SUPPLIED MATERIAL below:

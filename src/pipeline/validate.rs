// Pipeline Validator
// Structural and dependency checks run before execution. All checks are pure
// functions of the declared configuration; they never execute commands, and
// problems come back as a list so a caller can display everything at once.

use crate::pipeline::models::{Job, Pipeline, Stage};

use std::collections::{HashMap, HashSet};
use std::fmt;

/// Validation error for semantic checks
#[derive(Debug, Clone, PartialEq, Eq)]
pub struct ValidationError {
    pub message: String,
    pub path: String,
    pub suggestion: Option<String>,
}

impl ValidationError {
    pub fn new(message: impl Into<String>, path: impl Into<String>) -> Self {
        Self {
            message: message.into(),
            path: path.into(),
            suggestion: None,
        }
    }

    pub fn with_suggestion(mut self, suggestion: impl Into<String>) -> Self {
        self.suggestion = Some(suggestion.into());
        self
    }
}

impl fmt::Display for ValidationError {
    fn fmt(&self, f: &mut fmt::Formatter<'_>) -> fmt::Result {
        write!(f, "validation error at '{}': {}", self.path, self.message)?;
        if let Some(suggestion) = &self.suggestion {
            write!(f, " ({})", suggestion)?;
        }
        Ok(())
    }
}

impl std::error::Error for ValidationError {}

/// Validator for pipeline definitions
pub struct PipelineValidator;

impl PipelineValidator {
    /// Validate a pipeline definition for structural and semantic correctness.
    ///
    /// Checks are deterministic: identical input yields an identical error
    /// list, in declaration order.
    pub fn validate(pipeline: &Pipeline) -> Result<(), Vec<ValidationError>> {
        let mut errors = Vec::new();

        if pipeline.name.trim().is_empty() {
            errors.push(ValidationError::new("pipeline name must not be empty", "pipeline.name"));
        }

        if pipeline.stages.is_empty() {
            errors.push(
                ValidationError::new("pipeline must have at least one stage", "pipeline.stages")
                    .with_suggestion("add a 'stages' list to the definition"),
            );
        }

        if let Some(timeout) = pipeline.timeout {
            if timeout == 0 {
                errors.push(ValidationError::new(
                    "pipeline timeout must be greater than zero",
                    "pipeline.timeout",
                ));
            }
        }

        let mut seen_stages = HashSet::new();
        for (i, stage) in pipeline.stages.iter().enumerate() {
            let path = format!("stages[{}]", i);

            if stage.name.trim().is_empty() {
                errors.push(ValidationError::new("stage name must not be empty", format!("{}.name", path)));
            } else if !seen_stages.insert(stage.name.as_str()) {
                errors.push(ValidationError::new(
                    format!("duplicate stage name '{}'", stage.name),
                    format!("{}.name", path),
                ));
            }

            Self::validate_stage(stage, &path, &mut errors);
        }

        Self::validate_stage_dependencies(&pipeline.stages, &mut errors);

        if errors.is_empty() {
            Ok(())
        } else {
            Err(errors)
        }
    }

    fn validate_stage(stage: &Stage, path: &str, errors: &mut Vec<ValidationError>) {
        if stage.jobs.is_empty() {
            errors.push(
                ValidationError::new(
                    format!("stage '{}' must have at least one job", stage.name),
                    format!("{}.jobs", path),
                )
                .with_suggestion("add a 'jobs' list to the stage"),
            );
        }

        let mut seen_jobs = HashSet::new();
        for (i, job) in stage.jobs.iter().enumerate() {
            let job_path = format!("{}.jobs[{}]", path, i);

            if job.name.trim().is_empty() {
                errors.push(ValidationError::new("job name must not be empty", format!("{}.name", job_path)));
            } else if !seen_jobs.insert(job.name.as_str()) {
                errors.push(ValidationError::new(
                    format!("duplicate job name '{}' in stage '{}'", job.name, stage.name),
                    format!("{}.name", job_path),
                ));
            }

            Self::validate_job(job, &job_path, errors);
        }

        Self::validate_job_dependencies(stage, errors);
    }

    fn validate_job(job: &Job, path: &str, errors: &mut Vec<ValidationError>) {
        if job.commands.is_empty() {
            errors.push(
                ValidationError::new(
                    format!("job '{}' must have a non-empty command list", job.name),
                    format!("{}.commands", path),
                )
                .with_suggestion("add 'commands' to define what the job should do"),
            );
        }

        if job.commands.iter().any(|c| c.trim().is_empty()) {
            errors.push(ValidationError::new(
                format!("job '{}' contains an empty command", job.name),
                format!("{}.commands", path),
            ));
        }

        if job.timeout == 0 {
            errors.push(ValidationError::new(
                format!("job '{}' timeout must be greater than zero", job.name),
                format!("{}.timeout", path),
            ));
        }
    }

    /// Check that every stage dependency references an existing sibling, that
    /// no stage depends on itself, and that the stage graph is acyclic.
    ///
    /// Cycle detection reports the first cycle found and stops; it does not
    /// enumerate all cycles.
    pub fn validate_stage_dependencies(stages: &[Stage], errors: &mut Vec<ValidationError>) {
        let stage_names: Vec<&str> = stages.iter().map(|s| s.name.as_str()).collect();

        for stage in stages {
            for dep in &stage.dependencies {
                if dep == &stage.name {
                    errors.push(ValidationError::new(
                        format!("stage '{}' depends on itself", stage.name),
                        format!("stages.{}.dependencies", stage.name),
                    ));
                } else if !stage_names.contains(&dep.as_str()) {
                    errors.push(
                        ValidationError::new(
                            format!("stage '{}' depends on unknown stage '{}'", stage.name, dep),
                            format!("stages.{}.dependencies", stage.name),
                        )
                        .with_suggestion(format!("available stages: {}", stage_names.join(", "))),
                    );
                }
            }
        }

        // Self-dependencies are reported above; keep them out of the DFS
        if let Err(cycle) = detect_cycles(&stage_names, |name| {
            stages
                .iter()
                .find(|s| s.name == name)
                .map(|s| s.dependencies.iter().filter(|d| *d != name).cloned().collect())
                .unwrap_or_default()
        }) {
            errors.push(ValidationError::new(
                format!("circular dependency detected: {}", cycle.join(" -> ")),
                "stages",
            ));
        }
    }

    fn validate_job_dependencies(stage: &Stage, errors: &mut Vec<ValidationError>) {
        let job_names: Vec<&str> = stage.jobs.iter().map(|j| j.name.as_str()).collect();

        for job in &stage.jobs {
            for dep in &job.dependencies {
                if dep == &job.name {
                    errors.push(ValidationError::new(
                        format!("job '{}' depends on itself", job.name),
                        format!("stages.{}.jobs.{}.dependencies", stage.name, job.name),
                    ));
                } else if !job_names.contains(&dep.as_str()) {
                    errors.push(
                        ValidationError::new(
                            format!("job '{}' depends on unknown job '{}'", job.name, dep),
                            format!("stages.{}.jobs.{}.dependencies", stage.name, job.name),
                        )
                        .with_suggestion(format!("available jobs: {}", job_names.join(", "))),
                    );
                }
            }
        }

        if let Err(cycle) = detect_cycles(&job_names, |name| {
            stage
                .jobs
                .iter()
                .find(|j| j.name == name)
                .map(|j| j.dependencies.iter().filter(|d| *d != name).cloned().collect())
                .unwrap_or_default()
        }) {
            errors.push(ValidationError::new(
                format!(
                    "circular dependency detected in jobs of stage '{}': {}",
                    stage.name,
                    cycle.join(" -> ")
                ),
                format!("stages.{}.jobs", stage.name),
            ));
        }
    }
}

/// Detect cycles in a dependency graph using DFS with color marking.
/// Returns the path of the first cycle found.
fn detect_cycles<F>(nodes: &[&str], get_deps: F) -> Result<(), Vec<String>>
where
    F: Fn(&str) -> Vec<String>,
{
    #[derive(Clone, Copy, PartialEq)]
    enum NodeState {
        Unvisited,
        Visiting,
        Visited,
    }

    fn visit<F>(
        node: &str,
        states: &mut HashMap<String, NodeState>,
        path: &mut Vec<String>,
        get_deps: &F,
    ) -> Result<(), Vec<String>>
    where
        F: Fn(&str) -> Vec<String>,
    {
        match states.get(node) {
            Some(NodeState::Visiting) => {
                // Found a cycle; slice the current path from its first visit
                let start = path.iter().position(|n| n == node).unwrap_or(0);
                let mut cycle: Vec<String> = path[start..].to_vec();
                cycle.push(node.to_string());
                return Err(cycle);
            }
            Some(NodeState::Visited) => return Ok(()),
            _ => {}
        }

        states.insert(node.to_string(), NodeState::Visiting);
        path.push(node.to_string());

        for dep in get_deps(node) {
            // Unknown names are reported separately; skip them here
            if states.contains_key(dep.as_str()) {
                visit(&dep, states, path, get_deps)?;
            }
        }

        path.pop();
        states.insert(node.to_string(), NodeState::Visited);
        Ok(())
    }

    let mut states: HashMap<String, NodeState> = nodes
        .iter()
        .map(|n| (n.to_string(), NodeState::Unvisited))
        .collect();
    let mut path = Vec::new();

    for node in nodes {
        if states.get(*node) == Some(&NodeState::Unvisited) {
            visit(node, &mut states, &mut path, &get_deps)?;
        }
    }

    Ok(())
}

#[cfg(test)]
mod tests {
    use super::*;
    use crate::pipeline::models::{Job, Pipeline, Stage};

    fn job(name: &str) -> Job {
        Job::new(name, vec!["echo ok".to_string()])
    }

    fn stage(name: &str, deps: &[&str]) -> Stage {
        Stage::new(name, vec![job("work")])
            .with_dependencies(deps.iter().map(|s| s.to_string()).collect())
    }

    #[test]
    fn test_valid_pipeline() {
        let pipeline = Pipeline::new("p", vec![stage("build", &[]), stage("test", &["build"])]);
        assert!(PipelineValidator::validate(&pipeline).is_ok());
    }

    #[test]
    fn test_empty_commands_rejected() {
        let mut s = stage("build", &[]);
        s.jobs = vec![Job::new("compile", vec![])];
        let pipeline = Pipeline::new("p", vec![s]);

        let errors = PipelineValidator::validate(&pipeline).unwrap_err();
        assert!(errors
            .iter()
            .any(|e| e.message.contains("non-empty command list")));
    }

    #[test]
    fn test_missing_dependency_names_both_sides() {
        let pipeline = Pipeline::new("p", vec![stage("test", &["build"])]);

        let errors = PipelineValidator::validate(&pipeline).unwrap_err();
        let msg = &errors[0].message;
        assert!(msg.contains("test"), "should name the dependent: {}", msg);
        assert!(msg.contains("build"), "should name the missing target: {}", msg);
    }

    #[test]
    fn test_self_dependency() {
        let pipeline = Pipeline::new("p", vec![stage("build", &["build"])]);

        let errors = PipelineValidator::validate(&pipeline).unwrap_err();
        assert!(errors.iter().any(|e| e.message.contains("depends on itself")));
    }

    #[test]
    fn test_cycle_reports_member_and_stops() {
        let pipeline = Pipeline::new(
            "p",
            vec![stage("a", &["c"]), stage("b", &["a"]), stage("c", &["b"])],
        );

        let errors = PipelineValidator::validate(&pipeline).unwrap_err();
        let cycles: Vec<_> = errors
            .iter()
            .filter(|e| e.message.contains("circular dependency"))
            .collect();
        // First cycle only
        assert_eq!(cycles.len(), 1);
        assert!(["a", "b", "c"].iter().any(|n| cycles[0].message.contains(n)));
    }

    #[test]
    fn test_duplicate_names() {
        let pipeline = Pipeline::new("p", vec![stage("build", &[]), stage("build", &[])]);
        let errors = PipelineValidator::validate(&pipeline).unwrap_err();
        assert!(errors.iter().any(|e| e.message.contains("duplicate stage name")));

        let mut s = stage("build", &[]);
        s.jobs = vec![job("compile"), job("compile")];
        let pipeline = Pipeline::new("p", vec![s]);
        let errors = PipelineValidator::validate(&pipeline).unwrap_err();
        assert!(errors.iter().any(|e| e.message.contains("duplicate job name")));
    }

    #[test]
    fn test_job_cycle_detected() {
        let mut s = stage("build", &[]);
        s.jobs = vec![
            job("a").with_dependencies(vec!["b".to_string()]),
            job("b").with_dependencies(vec!["a".to_string()]),
        ];
        let pipeline = Pipeline::new("p", vec![s]);

        let errors = PipelineValidator::validate(&pipeline).unwrap_err();
        assert!(errors
            .iter()
            .any(|e| e.message.contains("jobs of stage 'build'")));
    }

    #[test]
    fn test_validation_is_idempotent() {
        let pipeline = Pipeline::new(
            "p",
            vec![stage("a", &["missing"]), stage("b", &["b"])],
        );

        let first = PipelineValidator::validate(&pipeline).unwrap_err();
        let second = PipelineValidator::validate(&pipeline).unwrap_err();
        assert_eq!(first, second);
    }

    #[test]
    fn test_zero_timeout_rejected() {
        let mut s = stage("build", &[]);
        s.jobs = vec![job("compile").with_timeout(0)];
        let pipeline = Pipeline::new("p", vec![s]);

        let errors = PipelineValidator::validate(&pipeline).unwrap_err();
        assert!(errors.iter().any(|e| e.message.contains("timeout")));
    }
}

End of SUPPLIED MATERIAL.

Find how many lines of the listing include the string "states" and give that number, nothing else.

■ **TASK OUTPUT**
9